I can't take credit for this, Bear posted it in another thread... you learn something new everyday.

Percy's 01201 Percy's WheelRite Wheel Fitment Tool - Free Shipping on All Orders @ JEGS


----------



## 1968 GTO Resto-Mod (Nov 27, 2012)




----------



## 1968 GTO Resto-Mod (Nov 27, 2012)

https://www.youtube.com/watch?v=8ZJgJWTN2Ak

:thumbsup:


----------



## dan woodland (Jul 24, 2013)

Great work!!! I'm looking forward to seeing her done and melting rubber off the wheels!

Man, I wish I had half as many friends to help me. :lol:


----------



## 1968 GTO Resto-Mod (Nov 27, 2012)

*artistic rendering*


----------



## 1968 GTO Resto-Mod (Nov 27, 2012)

*update*

one of the most important lessons i've had to learn throughout this entire process is something most of you gentlemen are probably already familiar with:
restoring a car is one project and finding a way to pay for it is something completely different.
consequently, i have been very busy with work this season and have had precious little time to devote to the goat.

i'm very excited about how far this car has come and i have been thinking a lot lately about how to continue the project. 
as far as recent progress is concerned, i do have a few pieces of good news to report at this time...

i believe i've solved the tensioner pulley puzzle. 
after countless hours of sorting through pulleys at parts stores and salvage yards, i finally found a tensioner pulley that might work for the serpentine accessory drive.











the dimension between the two mounting holes in the tensioner is exactly the same as the dimension between the threaded stud on the timing cover and the bolt at the alternator/power steering pump bracket!











also, after months of screening ebay and other online sources i finally found a spread bore, four barrel, rochester quadrajet carburetor for 1968 pontiac manual transmission application.











huge credit to cliff ruggles and his team at cliff's high performance for their effort in remanufacturing this quadrajet.
many sources claim no one has more skill and knowledge with the rochester quadrajet than cliff ruggles, so i am very fortunate i was able to coordinate with him on this project.










702 => 1960's
8 => 1968
2 => quadrajet (4 bbl) federal standards
6 => pontiac
3 => manual transmission

thanks for your interest in this project.
i will update with further developments as progress continues.
danny


----------



## 1968 GTO Resto-Mod (Nov 27, 2012)

*update*

recently made some progress getting the serpentine accessory drive assembled.


----------



## 1968 GTO Resto-Mod (Nov 27, 2012)

the tensioner was pulled off a shelf at my local NAPA parts store.
getting everything to line up properly didn't happen without a little cutting and grinding.
the threaded stud at timing cover was shortened 0.75" then a 1.00" long coupling nut threaded onto it allowed thru-bolt for the lower mounting point of tensioner. 
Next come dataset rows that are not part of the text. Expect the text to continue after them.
use codespan::Span;
use derivative::Derivative;
use printer::theme::ThemeExt;
use printer::tokens::UNDERSCORE;
use printer::{Alloc, Builder, Precedence, Print, PrintCfg};

use crate::metas::MetaCtx;
use crate::traits::{ContainsMetas, HasSpan, Occurs, Shift, Substitutable, Substitution};

mod abs;
mod app;
mod binder;
mod meta;
mod patt;
mod sort;
mod sym;
mod variable;

pub use abs::*;
pub use app::*;
pub use binder::*;
pub use meta::*;
pub use patt::*;
pub use sort::*;
pub use sym::*;
pub use variable::*;

// Term
//
//

/// The syntax of terms, in locally nameless style: variables bound by an
/// enclosing binder are de Bruijn indices, variables introduced by opening
/// a binder are identity-numbered free variables.
///
/// Equality and hashing are up to α-equivalence: source locations and
/// display names do not participate.
#[derive(Debug, Clone, Derivative)]
#[derivative(Eq, PartialEq, Hash)]
pub enum Term {
    Variable(Variable),
    FreeVar(FreeVar),
    Sort(Sort),
    Sym(Sym),
    App(App),
    Abs(Abs),
    Prod(Prod),
    Meta(Meta),
    Patt(Patt),
    EnvRef(EnvRef),
    Wild(Wild),
}

impl HasSpan for Term {
    fn span(&self) -> Option<Span> {
        match self {
            Term::Variable(e) => e.span(),
            Term::FreeVar(e) => e.span(),
            Term::Sort(e) => e.span(),
            Term::Sym(e) => e.span(),
            Term::App(e) => e.span(),
            Term::Abs(e) => e.span(),
            Term::Prod(e) => e.span(),
            Term::Meta(e) => e.span(),
            Term::Patt(e) => e.span(),
            Term::EnvRef(e) => e.span(),
            Term::Wild(e) => e.span(),
        }
    }
}

impl Shift for Term {
    fn shift_in_range(&mut self, cutoff: usize, by: isize) {
        match self {
            Term::Variable(e) => e.shift_in_range(cutoff, by),
            Term::FreeVar(_) => {}
            Term::Sort(_) => {}
            Term::Sym(_) => {}
            Term::App(e) => e.shift_in_range(cutoff, by),
            Term::Abs(e) => e.shift_in_range(cutoff, by),
            Term::Prod(e) => e.shift_in_range(cutoff, by),
            Term::Meta(e) => e.shift_in_range(cutoff, by),
            Term::Patt(e) => e.shift_in_range(cutoff, by),
            Term::EnvRef(e) => e.shift_in_range(cutoff, by),
            Term::Wild(_) => {}
        }
    }
}

impl Substitutable for Term {
    type Target = Term;

    fn subst<S: Substitution>(&self, by: &S) -> Self::Target {
        match self {
            Term::Variable(e) => e.clone().into(),
            Term::FreeVar(e) => e.subst(by),
            Term::Sort(e) => e.clone().into(),
            Term::Sym(e) => e.clone().into(),
            Term::App(e) => e.subst(by).into(),
            Term::Abs(e) => e.subst(by).into(),
            Term::Prod(e) => e.subst(by).into(),
            Term::Meta(e) => e.subst(by).into(),
            Term::Patt(e) => e.subst(by).into(),
            Term::EnvRef(e) => e.subst(by).into(),
            Term::Wild(e) => e.clone().into(),
        }
    }
}

impl Occurs for Term {
    fn occurs(&self, var: &FVar) -> bool {
        match self {
            Term::Variable(_) => false,
            Term::FreeVar(e) => e.occurs(var),
            Term::Sort(_) => false,
            Term::Sym(_) => false,
            Term::App(e) => e.occurs(var),
            Term::Abs(e) => e.occurs(var),
            Term::Prod(e) => e.occurs(var),
            Term::Meta(e) => e.occurs(var),
            Term::Patt(e) => e.occurs(var),
            Term::EnvRef(e) => e.occurs(var),
            Term::Wild(_) => false,
        }
    }
}

impl ContainsMetas for Term {
    fn contains_metas(&self, metas: &MetaCtx) -> bool {
        match self {
            Term::Variable(_) => false,
            Term::FreeVar(_) => false,
            Term::Sort(_) => false,
            Term::Sym(_) => false,
            Term::App(e) => e.contains_metas(metas),
            Term::Abs(e) => e.contains_metas(metas),
            Term::Prod(e) => e.contains_metas(metas),
            Term::Meta(e) => e.contains_metas(metas),
            Term::Patt(e) => e.contains_metas(metas),
            Term::EnvRef(e) => e.contains_metas(metas),
            Term::Wild(_) => false,
        }
    }
}

impl Print for Term {
    fn print_prec<'a>(
        &'a self,
        cfg: &PrintCfg,
        alloc: &'a Alloc<'a>,
        prec: Precedence,
    ) -> Builder<'a> {
        match self {
            Term::Variable(e) => e.print_prec(cfg, alloc, prec),
            Term::FreeVar(e) => e.print_prec(cfg, alloc, prec),
            Term::Sort(e) => e.print_prec(cfg, alloc, prec),
            Term::Sym(e) => e.print_prec(cfg, alloc, prec),
            Term::App(e) => e.print_prec(cfg, alloc, prec),
            Term::Abs(e) => e.print_prec(cfg, alloc, prec),
            Term::Prod(e) => e.print_prec(cfg, alloc, prec),
            Term::Meta(e) => e.print_prec(cfg, alloc, prec),
            Term::Patt(e) => e.print_prec(cfg, alloc, prec),
            Term::EnvRef(e) => e.print_prec(cfg, alloc, prec),
            Term::Wild(e) => e.print_prec(cfg, alloc, prec),
        }
    }
}

// Wild
//
//

/// Transient placeholder inserted by the inference oracle for positions it
/// has not elaborated yet. Never part of a fully elaborated term handed to
/// this core.
#[derive(Debug, Clone, Derivative)]
#[derivative(Eq, PartialEq, Hash)]
pub struct Wild {
    #[derivative(PartialEq = "ignore", Hash = "ignore")]
    pub span: Option<Span>,
}

impl From<Wild> for Term {
    fn from(val: Wild) -> Self {
        Term::Wild(val)
    }
}

impl HasSpan for Wild {
    fn span(&self) -> Option<Span> {
        self.span
    }
}

impl Print for Wild {
    fn print_prec<'a>(
        &'a self,
        _cfg: &PrintCfg,
        alloc: &'a Alloc<'a>,
        _prec: Precedence,
    ) -> Builder<'a> {
        alloc.keyword(UNDERSCORE)
    }
}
upper mounting point of tensioner at upper power steering bracket thru-bolt.
at this location i had to push the tensioner back into the alternator bracket to line up with the other pulleys.

















underside of lower alternator mount needed to be slotted to align mounting points.









power steering bracket was shaved to fit tensioner housing.









thanks for your interest!
danny


----------



## 1968 GTO Resto-Mod (Nov 27, 2012)

it seems like i can spiff-up the steering column with replacement bearings, bushings, etc. from inline tube and ames. 
i'll just remove the column shift handle, clean it all up, replace worn or un-useable equipment as necessary, paint it and re-install.
and yes, as you can tell from the original paint on the steering column, the stock interior color of this vehicle was turquoise. someone painted black over it before my parents got the car.









the blower motor box cleaned up pretty nice and i found a replacement blower motor in town. 
the heater box which mounts to the inside of the firewall will need to be replaced because at some point my father modified it to install a larger heater core.









i knew i was going to have to cut a hole in the floor at some point... and the other day i finally got down to figuring it out. 
also, i got all the shifting rods and the speedo cable installed with no major headaches. 









i also recently began installation of the msd pro billet distributor and the rest of the ignition system.









thanks for having a look at my work!
danny


----------



## 1968 GTO Resto-Mod (Nov 27, 2012)

starting to get an idea of what it will take to get the clutch master cylinder in place. 
with the arrangement shown in the photograph the rod lines up with the pivot on the pedal very well, but i needed to cut a hole in the firewall to make it work.









got the pedals hanging for a look at what i need to do there. 
of course the brake pedal is for automatic transmission application. 
i would like to use a replacement from manual transmission application, so i'm looking around online for one.









and lots of detailing...

























also recently placed an order with ames for many things i know i need right now to move forward... 
danny


----------



## 1968 GTO Resto-Mod (Nov 27, 2012)

:thumbsup:


----------



## PontiacJim (Dec 29, 2012)

Great job on all the fabrication. Looks great. 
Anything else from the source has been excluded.